WASHINGTON (JTA) — They may have scored a victory at UNESCO, but the Palestinians are running into new obstacles on their push for statehood recognition at the United Nations.
The effort to pursue the issue at the U.N. Security Council has encountered a stumbling block in Bosnia, where the country’s Serbian co-president appears to have helped cost the Palestinians a crucial ninth vote.
Meanwhile, U.N. officials are sending a strong message regarding any further efforts to get U.N. agencies to follow UNESCO’s lead in granting the Palestinians membership: Please stop.
“I believe this is not beneficial for Palestine and not beneficial for anybody,” Ban Ki-moon, the U.N. secretary-general, said in a Nov. 3 interview with The Associated Press.
U.S. laws requiring an automatic cutoff in funds to U.N. agencies that grant statehood recognition to the Palestinians already have threatened massive cuts to UNESCO, the U.N. cultural and scientific agency.
“When an organization is not properly functioning because of a lack of resources, you have to think about the millions and millions of people who are being impacted and affected,” Ban said.
The Palestinians have taken heed. On Nov. 3, the day that AP published its Ban interview, Riyad al-Malki, the Palestinian foreign minister, said the Palestinians would stick to pursuing the Security Council option.
“The backlash that’s coming from UNESCO, including from the secretary-general, made it clear it might be a risky counterproductive process to go to other agencies,” said Ghaith al-Omari, executive director of the American Task Force on Palestine. “So for the time being they’re concentrating on the Security Council.”
Pro-Israel officials said this should be a “duh” moment for the Palestinians, who had been clearly warned of the dangers — not least by congressional appropriators. The appropriators had said repeatedly that cutting off U.N. agencies recognizing “Palestine“ was a matter not only of policy but law.
“Any agency that was considering the Palestinians will now not consider it,” said Tom Neumann, the executive director of the Jewish Institute for National Security Affairs. “There was no margin for wiggling out of it. The State Department is unhappy about cutting UNESCO, but they didn’t have a choice.”

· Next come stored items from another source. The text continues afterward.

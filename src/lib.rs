//! MyBooks server
//!
//! REST JSON API for a personal book collection: users register books,
//! group them into libraries and keep track of who borrowed what.

use std::sync::Arc;

pub mod api;
pub mod config;
pub mod error;
pub mod models;
pub mod repository;
pub mod services;
pub mod validation;

pub use api::create_router;
pub use config::AppConfig;
pub use error::{AppError, AppResult};

/// Application state shared across all handlers
#[derive(Clone)]
pub struct AppState {
    pub config: Arc<AppConfig>,
    pub services: Arc<services::Services>,
}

Israel and the United States say the only route to statehood for the Palestinians is through direct negotiations. The Palestinians refuse to return to talks until Israel freezes settlement building.
The Obama administration had made it clear that it would veto any Security Council bid. The Palestinians could have put the United States in the difficult position of having to use its veto in the Security Council by garnering nine votes from the council’s 15 members, the minimum required to approve a membership request. That, the Palestinians believed, would have been an important symbolic victory.

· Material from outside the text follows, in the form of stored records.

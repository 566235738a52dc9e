//! Authentication: sign-up, sign-in, token resolution and password reset

use chrono::Utc;
use uuid::Uuid;

use super::{
    credentials::{generate_id, generate_secure_token, hash_password, verify_password},
    email::EmailService,
};
use crate::{
    config::AuthConfig,
    error::{AppError, AppResult},
    models::{
        token::ValidationToken,
        user::{Credentials, ForgotPassword, ResetPassword, User, UserClaims},
    },
    repository::{tokens::Consumption, Repository},
    validation::validate,
};

const INVALID_CREDENTIALS: &str = "invalid email or password";
const INVALID_TOKEN: &str = "invalid or expired token";

/// Where the authentication gate rejected a token
#[derive(Debug, Clone, Copy, PartialEq, Eq)]
pub enum GateStage {
    /// Signature, algorithm or structure
    Parse,
    /// Expiry claim
    Claims,
    /// Subject does not name a live user
    Resolve,
}

impl std::fmt::Display for GateStage {
    fn fmt(&self, f: &mut std::fmt::Formatter<'_>) -> std::fmt::Result {
        let stage = match self {
            GateStage::Parse => "parse",
            GateStage::Claims => "claims",
            GateStage::Resolve => "resolve",
        };
        f.write_str(stage)
    }
}

#[derive(Clone)]
pub struct AuthService {
    repository: Repository,
    config: AuthConfig,
    email: EmailService,
    app_url: String,
}

impl AuthService {
    pub fn new(repository: Repository, config: AuthConfig, email: EmailService, app_url: String) -> Self {
        Self {
            repository,
            config,
            email,
            app_url,
        }
    }

    /// Lifetime of issued session tokens, in seconds
    pub fn session_seconds(&self) -> i64 {
        self.config.jwt_expiration_hours as i64 * 3600
    }

    /// Register a new user and return its id
    pub async fn signup(&self, request: Credentials) -> AppResult<Uuid> {
        validate(&request)?;

        let now = Utc::now();
        let user = User {
            id: generate_id(),
            email: request.email,
            password: hash_password(&request.password)?,
            created_at: now,
            updated_at: now,
            deleted_at: None,
        };

        let user = self.repository.users.create(&user).await?;
        tracing::info!(user_id = %user.id, "User signed up");
        Ok(user.id)
    }

    /// Check credentials and issue a session token
    pub async fn signin(&self, request: Credentials) -> AppResult<String> {
        validate(&request)?;

        let user = self
            .repository
            .users
            .get_by_email(&request.email)
            .await?
            .ok_or_else(|| AppError::Authentication(INVALID_CREDENTIALS.to_string()))?;

        if !verify_password(&request.password, &user.password)? {
            return Err(AppError::Authentication(INVALID_CREDENTIALS.to_string()));
        }

        UserClaims::new(user.id, self.config.jwt_expiration_hours)
            .create_token(&self.config.jwt_secret)
            .map_err(|e| AppError::Internal(format!("Failed to create token: {}", e)))
    }

    /// Resolve a session token to its user.
    ///
    /// Errors carry the stage that failed; callers must not expose it.
    pub async fn authenticate(&self, token: &str) -> Result<User, GateError> {
        let claims = UserClaims::from_token(token, &self.config.jwt_secret)
            .map_err(|e| match e.kind() {
                jsonwebtoken::errors::ErrorKind::ExpiredSignature
                | jsonwebtoken::errors::ErrorKind::MissingRequiredClaim(_) => GateError::Rejected(GateStage::Claims),
                _ => GateError::Rejected(GateStage::Parse),
            })?;

        if claims.is_expired_at(Utc::now().timestamp()) {
            return Err(GateError::Rejected(GateStage::Claims));
        }

        let user_id = claims.user_id().ok_or(GateError::Rejected(GateStage::Resolve))?;

        self.repository
            .users
            .get_by_id(user_id)
            .await
            .map_err(GateError::Failed)?
            .ok_or(GateError::Rejected(GateStage::Resolve))
    }

    /// Email a reset link when the address belongs to a user.
    ///
    /// Unknown addresses succeed silently.
    pub async fn forgot_password(&self, request: ForgotPassword) -> AppResult<()> {
        validate(&request)?;

        let Some(user) = self.repository.users.get_by_email(&request.email).await? else {
            tracing::debug!("Password reset requested for unknown email");
            return Ok(());
        };

        let token = ValidationToken::password_reset(generate_secure_token(), user.id, Utc::now());
        validate(&token)?;
        self.repository.tokens.create(&token).await?;

        let reset_url = format!("{}/reset-password/{}", self.app_url.trim_end_matches('/'), token.token);
        self.email.send_password_reset(&user.email, &reset_url).await?;

        tracing::info!(user_id = %user.id, "Password reset issued");
        Ok(())
    }

    /// Set a new password using a reset token
    pub async fn reset_password(&self, token: &str, request: ResetPassword) -> AppResult<()> {
        validate(&request)?;

        let now = Utc::now();
        let stored = self
            .repository
            .tokens
            .get(token)
            .await?
            .ok_or_else(|| AppError::BadRequest(INVALID_TOKEN.to_string()))?;

        if !stored.is_consumable_at(now) {
            self.repository.tokens.invalidate(&stored.token).await?;
            return Err(AppError::BadRequest(INVALID_TOKEN.to_string()));
        }

        let password_hash = hash_password(&request.password)?;

        match self
            .repository
            .tokens
            .consume_password_reset(token, &password_hash, Utc::now())
            .await?
        {
            Consumption::Consumed => {
                tracing::info!(user_id = %stored.user_id, "Password reset completed");
                Ok(())
            }
            Consumption::Missing | Consumption::Rejected => {
                Err(AppError::BadRequest(INVALID_TOKEN.to_string()))
            }
        }
    }
}

/// Failure of the authentication gate
#[derive(Debug)]
pub enum GateError {
    /// The credential was refused at the given stage
    Rejected(GateStage),
    /// The user lookup itself failed
    Failed(AppError),
}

The Palestinians had secured the backing of China, Russia, Brazil, Lebanon, South Africa and India at the Security Council. Pledging to vote against or to abstain were the United States, Britain, France, Germany and close U.S. allies Colombia and Portugal. The U.S., Israel and pro-Israel groups had targeted the three countries that were seen as up for grabs: Nigeria, Gabon and Bosnia.
Nigeria and Gabon, both with close oil-based ties to the Arab world, reportedly moved into the Palestinian column, giving the Palestinians eight votes. That left Bosnia, a recipient of Western assistance that still nurtures hopes of joining the European Union.
The wild card for the Bosnians turned out to be its unique presidency, where U.N. votes must be approved. Three co-presidents represent the country’s major communities — Muslim, Croat and Serb.
The Muslim president reportedly favored statehood recognition, and the Croat’s position was not known. But the Bosnian Serb president, Milorad Dodik, was adamantly opposed, and last week the president’s office announced that lacking unanimity, Bosnia would abstain.
A request to the Palestine Liberation Organization office in Washington as to Palestinian strategies going forward went unanswered.
The Palestinians can still bring the case to the General Assembly, where they have the votes to achieve enhanced observer status, equivalent to the Vatican.
The setbacks to the Palestinians’ U.N. strategy do not mean that the issue of Palestinian statehood is off the table, said Jon Alterman, the director of the Middle East program at the Center for Strategic and International Studies. Absent the diplomatic route, he warned, the Palestinians might press for statehood through violence.
“There’s a frustration that it’s not on the Israeli agenda, it’s dropped from the American agenda and they have to do something to put it back on everyone’s agenda,” Alterman said.
The alternative to progress toward statehood could be the collapse of the Palestinian Authority, under pressure from a populace that is fed up with its diplomatic failures, said Gidi Grinstein, president of the Reut Institute, an Israeli strategic policy think tank.
Speaking Tuesday in Denver to JACPAC, a pro-Israel political action committee, at a session convened during the Jewish Federations of North America’s annual General Assembly, Grinstein said that Israel and the United States should embrace the Palestinian U.N. bid as a means of avoiding what he said would be a disaster.
“Instead of fighting the Palestinian motion in the U.N., embrace it and work for it,” Grinstein said. “There’s a lot of risks on this option, but are there lesser risks with a Palestinian Authority that could implode?”